┌─ Task data
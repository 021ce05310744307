use soroban_sdk::{panic_with_error, Env, I256};

use crate::{
    constants::{HALF_PERCENT, HALF_RAY, PERCENTAGE_FACTOR, RAY},
    errors::StrategyError,
};

/// Multiply `a` by `b` and divide by `denominator`, rounding half up
fn mul_div_half_up(e: &Env, a: i128, b: i128, half: i128, denominator: i128) -> i128 {
    if denominator == 0 {
        panic_with_error!(e, StrategyError::ArithmeticOverflow);
    }
    let result = I256::from_i128(e, a)
        .mul(&I256::from_i128(e, b))
        .add(&I256::from_i128(e, half))
        .div(&I256::from_i128(e, denominator));
    match result.to_i128() {
        Some(value) => value,
        None => panic_with_error!(e, StrategyError::ArithmeticOverflow),
    }
}

pub fn ray_mul(e: &Env, a: i128, b: i128) -> i128 {
    mul_div_half_up(e, a, b, HALF_RAY, RAY)
}

pub fn ray_div(e: &Env, a: i128, b: i128) -> i128 {
    mul_div_half_up(e, a, RAY, b / 2, b)
}

pub fn percent_mul(e: &Env, value: i128, percentage: i128) -> i128 {
    mul_div_half_up(e, value, percentage, HALF_PERCENT, PERCENTAGE_FACTOR)
}
use sep_41_token::TokenClient;
use soroban_sdk::{Address, Env};

use crate::{
    dependencies::{DTokenClient, STokenClient},
    validator::validate_repay,
};

use super::{pool::Pool, user_config::UserConfiguration};

/// Repay up to `amount` of the `asset` debt of `on_behalf_of` with funds from `from`. An amount
/// of i128::MAX repays the full debt.
///
/// Returns the amount repaid
pub fn execute_repay(
    e: &Env,
    from: &Address,
    asset: &Address,
    amount: i128,
    rate_mode: u32,
    on_behalf_of: &Address,
) -> i128 {
    let mut pool = Pool::load(e);
    pool.require_not_paused(e);

    let mut reserve = pool.load_reserve(e, asset);
    let variable_debt = pool.load_debt_balance(e, &reserve, on_behalf_of);
    validate_repay(
        e,
        &reserve,
        amount,
        rate_mode,
        from,
        on_behalf_of,
        variable_debt,
    );
    let payback = amount.min(variable_debt);

    reserve.update_state(e);
    DTokenClient::new(e, &reserve.d_token).burn(on_behalf_of, &payback, &reserve.borrow_index);
    reserve.update_interest_rates(e, payback, 0);

    if payback == variable_debt {
        let mut user_config = UserConfiguration::load(e, on_behalf_of);
        user_config.set_borrowing(reserve.config.index, false);
        user_config.store(e, on_behalf_of);
    }

    TokenClient::new(e, asset).transfer(from, &reserve.s_token, &payback);
    STokenClient::new(e, &reserve.s_token).handle_repayment(from, &payback);

    pool.cache_reserve(reserve, true);
    pool.store_cached_reserves(e);
    payback
}

#[cfg(test)]
mod tests {
    use crate::testutils;

    use super::*;
    use soroban_sdk::testutils::Address as _;

    fn setup_borrower(e: &Env, fixture: &testutils::TestFixture, borrower: &Address) {
        fixture.supply_liquidity(1, 1000_0000000);
        fixture.tokens[0].mint(borrower, &1000_0000000);
        fixture
            .pool_client
            .deposit(borrower, &fixture.assets[0], &1000_0000000, borrower);
        fixture
            .pool_client
            .borrow(borrower, &fixture.assets[1], &400_0000000, &2);
        e.budget().reset_unlimited();
    }

    #[test]
    fn test_repay_partial() {
        let e = Env::default();
        e.mock_all_auths();
        testutils::set_ledger(&e, 1000);

        let fixture = testutils::TestFixture::create(&e, 2);
        let samwise = Address::generate(&e);
        setup_borrower(&e, &fixture, &samwise);

        let repaid = fixture
            .pool_client
            .repay(&samwise, &fixture.assets[1], &150_0000000, &2, &samwise);

        assert_eq!(repaid, 150_0000000);
        assert_eq!(fixture.tokens[1].balance(&samwise), 250_0000000);
        assert_eq!(fixture.d_token(1).scaled_balance_of(&samwise), 250_0000000);
        assert_eq!(
            fixture.tokens[1].balance(&fixture.s_token(1).address),
            750_0000000
        );
        e.as_contract(&fixture.pool, || {
            assert!(UserConfiguration::load(&e, &samwise).is_borrowing(1));
        });
    }

    #[test]
    fn test_repay_max_settles_debt() {
        let e = Env::default();
        e.mock_all_auths();
        testutils::set_ledger(&e, 1000);

        let fixture = testutils::TestFixture::create(&e, 2);
        let samwise = Address::generate(&e);
        setup_borrower(&e, &fixture, &samwise);
        fixture.tokens[1].mint(&samwise, &100_0000000);

        testutils::set_ledger(&e, 1000 + 86400 * 30);
        fixture.set_prices(&[1_0000000, 1_0000000]);
        let repaid = fixture
            .pool_client
            .repay(&samwise, &fixture.assets[1], &i128::MAX, &2, &samwise);

        assert!(repaid > 400_0000000);
        assert_eq!(fixture.tokens[1].balance(&samwise), 500_0000000 - repaid);
        assert_eq!(fixture.d_token(1).scaled_balance_of(&samwise), 0);
        e.as_contract(&fixture.pool, || {
            let config = UserConfiguration::load(&e, &samwise);
            assert!(!config.is_borrowing(1));
            assert!(config.is_collateral(0));
        });
    }

    #[test]
    fn test_repay_on_behalf_of() {
        let e = Env::default();
        e.mock_all_auths();
        testutils::set_ledger(&e, 1000);

        let fixture = testutils::TestFixture::create(&e, 2);
        let samwise = Address::generate(&e);
        let frodo = Address::generate(&e);
        setup_borrower(&e, &fixture, &samwise);
        fixture.tokens[1].mint(&frodo, &1000_0000000);

        // overpaying on behalf of another user only repays the debt
        let repaid = fixture
            .pool_client
            .repay(&frodo, &fixture.assets[1], &1000_0000000, &2, &samwise);

        assert_eq!(repaid, 400_0000000);
        assert_eq!(fixture.tokens[1].balance(&frodo), 600_0000000);
        assert_eq!(fixture.tokens[1].balance(&samwise), 400_0000000);
        assert_eq!(fixture.d_token(1).scaled_balance_of(&samwise), 0);
    }

    #[test]
    #[should_panic(expected = "Error(Contract, #1202)")]
    fn test_repay_max_on_behalf_of() {
        let e = Env::default();
        e.mock_all_auths();
        testutils::set_ledger(&e, 1000);

        let fixture = testutils::TestFixture::create(&e, 2);
        let samwise = Address::generate(&e);
        let frodo = Address::generate(&e);
        setup_borrower(&e, &fixture, &samwise);
        fixture.tokens[1].mint(&frodo, &1000_0000000);

        fixture
            .pool_client
            .repay(&frodo, &fixture.assets[1], &i128::MAX, &2, &samwise);
    }

    #[test]
    #[should_panic(expected = "Error(Contract, #1228)")]
    fn test_repay_without_debt() {
        let e = Env::default();
        e.mock_all_auths();

        let fixture = testutils::TestFixture::create(&e, 2);
        let samwise = Address::generate(&e);
        fixture.tokens[1].mint(&samwise, &100_0000000);

        fixture
            .pool_client
            .repay(&samwise, &fixture.assets[1], &100_0000000, &2, &samwise);
    }
}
└─
→ Task instructions
Nothing is to be left out; every record above must be repeated exactly.

→ Response
repository 021ce05310744307
use soroban_sdk::{panic_with_error, Env, I256};

use crate::{
    constants::{HALF_PERCENT, HALF_RAY, PERCENTAGE_FACTOR, RAY},
    errors::StrategyError,
};

/// Multiply `a` by `b` and divide by `denominator`, rounding half up
fn mul_div_half_up(e: &Env, a: i128, b: i128, half: i128, denominator: i128) -> i128 {
    if denominator == 0 {
        panic_with_error!(e, StrategyError::ArithmeticOverflow);
    }
    let result = I256::from_i128(e, a)
        .mul(&I256::from_i128(e, b))
        .add(&I256::from_i128(e, half))
        .div(&I256::from_i128(e, denominator));
    match result.to_i128() {
        Some(value) => value,
        None => panic_with_error!(e, StrategyError::ArithmeticOverflow),
    }
}

pub fn ray_mul(e: &Env, a: i128, b: i128) -> i128 {
    mul_div_half_up(e, a, b, HALF_RAY, RAY)
}

pub fn ray_div(e: &Env, a: i128, b: i128) -> i128 {
    mul_div_half_up(e, a, RAY, b / 2, b)
}

pub fn percent_mul(e: &Env, value: i128, percentage: i128) -> i128 {
    mul_div_half_up(e, value, percentage, HALF_PERCENT, PERCENTAGE_FACTOR)
}
use sep_41_token::TokenClient;
use soroban_sdk::{Address, Env};

use crate::{
    dependencies::{DTokenClient, STokenClient},
    validator::validate_repay,
};

use super::{pool::Pool, user_config::UserConfiguration};

/// Repay up to `amount` of the `asset` debt of `on_behalf_of` with funds from `from`. An amount
/// of i128::MAX repays the full debt.
///
/// Returns the amount repaid
pub fn execute_repay(
    e: &Env,
    from: &Address,
    asset: &Address,
    amount: i128,
    rate_mode: u32,
    on_behalf_of: &Address,
) -> i128 {
    let mut pool = Pool::load(e);
    pool.require_not_paused(e);

    let mut reserve = pool.load_reserve(e, asset);
    let variable_debt = pool.load_debt_balance(e, &reserve, on_behalf_of);
    validate_repay(
        e,
        &reserve,
        amount,
        rate_mode,
        from,
        on_behalf_of,
        variable_debt,
    );
    let payback = amount.min(variable_debt);

    reserve.update_state(e);
    DTokenClient::new(e, &reserve.d_token).burn(on_behalf_of, &payback, &reserve.borrow_index);
    reserve.update_interest_rates(e, payback, 0);

    if payback == variable_debt {
        let mut user_config = UserConfiguration::load(e, on_behalf_of);
        user_config.set_borrowing(reserve.config.index, false);
        user_config.store(e, on_behalf_of);
    }

    TokenClient::new(e, asset).transfer(from, &reserve.s_token, &payback);
    STokenClient::new(e, &reserve.s_token).handle_repayment(from, &payback);

    pool.cache_reserve(reserve, true);
    pool.store_cached_reserves(e);
    payback
}

#[cfg(test)]
mod tests {
    use crate::testutils;

    use super::*;
    use soroban_sdk::testutils::Address as _;

    fn setup_borrower(e: &Env, fixture: &testutils::TestFixture, borrower: &Address) {
        fixture.supply_liquidity(1, 1000_0000000);
        fixture.tokens[0].mint(borrower, &1000_0000000);
        fixture
            .pool_client
            .deposit(borrower, &fixture.assets[0], &1000_0000000, borrower);
        fixture
            .pool_client
            .borrow(borrower, &fixture.assets[1], &400_0000000, &2);
        e.budget().reset_unlimited();
    }

    #[test]
    fn test_repay_partial() {
        let e = Env::default();
        e.mock_all_auths();
        testutils::set_ledger(&e, 1000);

        let fixture = testutils::TestFixture::create(&e, 2);
        let samwise = Address::generate(&e);
        setup_borrower(&e, &fixture, &samwise);

        let repaid = fixture
            .pool_client
            .repay(&samwise, &fixture.assets[1], &150_0000000, &2, &samwise);

        assert_eq!(repaid, 150_0000000);
        assert_eq!(fixture.tokens[1].balance(&samwise), 250_0000000);
        assert_eq!(fixture.d_token(1).scaled_balance_of(&samwise), 250_0000000);
        assert_eq!(
            fixture.tokens[1].balance(&fixture.s_token(1).address),
            750_0000000
        );
        e.as_contract(&fixture.pool, || {
            assert!(UserConfiguration::load(&e, &samwise).is_borrowing(1));
        });
    }

    #[test]
    fn test_repay_max_settles_debt() {
        let e = Env::default();
        e.mock_all_auths();
        testutils::set_ledger(&e, 1000);

        let fixture = testutils::TestFixture::create(&e, 2);
        let samwise = Address::generate(&e);
        setup_borrower(&e, &fixture, &samwise);
        fixture.tokens[1].mint(&samwise, &100_0000000);

        testutils::set_ledger(&e, 1000 + 86400 * 30);
        fixture.set_prices(&[1_0000000, 1_0000000]);
        let repaid = fixture
            .pool_client
            .repay(&samwise, &fixture.assets[1], &i128::MAX, &2, &samwise);

        assert!(repaid > 400_0000000);
        assert_eq!(fixture.tokens[1].balance(&samwise), 500_0000000 - repaid);
        assert_eq!(fixture.d_token(1).scaled_balance_of(&samwise), 0);
        e.as_contract(&fixture.pool, || {
            let config = UserConfiguration::load(&e, &samwise);
            assert!(!config.is_borrowing(1));
            assert!(config.is_collateral(0));
        });
    }

    #[test]
    fn test_repay_on_behalf_of() {
        let e = Env::default();
        e.mock_all_auths();
        testutils::set_ledger(&e, 1000);

        let fixture = testutils::TestFixture::create(&e, 2);
        let samwise = Address::generate(&e);
        let frodo = Address::generate(&e);
        setup_borrower(&e, &fixture, &samwise);
        fixture.tokens[1].mint(&frodo, &1000_0000000);

        // overpaying on behalf of another user only repays the debt
        let repaid = fixture
            .pool_client
            .repay(&frodo, &fixture.assets[1], &1000_0000000, &2, &samwise);

        assert_eq!(repaid, 400_0000000);
        assert_eq!(fixture.tokens[1].balance(&frodo), 600_0000000);
        assert_eq!(fixture.tokens[1].balance(&samwise), 400_0000000);
        assert_eq!(fixture.d_token(1).scaled_balance_of(&samwise), 0);
    }

    #[test]
    #[should_panic(expected = "Error(Contract, #1202)")]
    fn test_repay_max_on_behalf_of() {
        let e = Env::default();
        e.mock_all_auths();
        testutils::set_ledger(&e, 1000);

        let fixture = testutils::TestFixture::create(&e, 2);
        let samwise = Address::generate(&e);
        let frodo = Address::generate(&e);
        setup_borrower(&e, &fixture, &samwise);
        fixture.tokens[1].mint(&frodo, &1000_0000000);

        fixture
            .pool_client
            .repay(&frodo, &fixture.assets[1], &i128::MAX, &2, &samwise);
    }

    #[test]
    #[should_panic(expected = "Error(Contract, #1228)")]
    fn test_repay_without_debt() {
        let e = Env::default();
        e.mock_all_auths();

        let fixture = testutils::TestFixture::create(&e, 2);
        let samwise = Address::generate(&e);
        fixture.tokens[1].mint(&samwise, &100_0000000);

        fixture
            .pool_client
            .repay(&samwise, &fixture.assets[1], &100_0000000, &2, &samwise);
    }
}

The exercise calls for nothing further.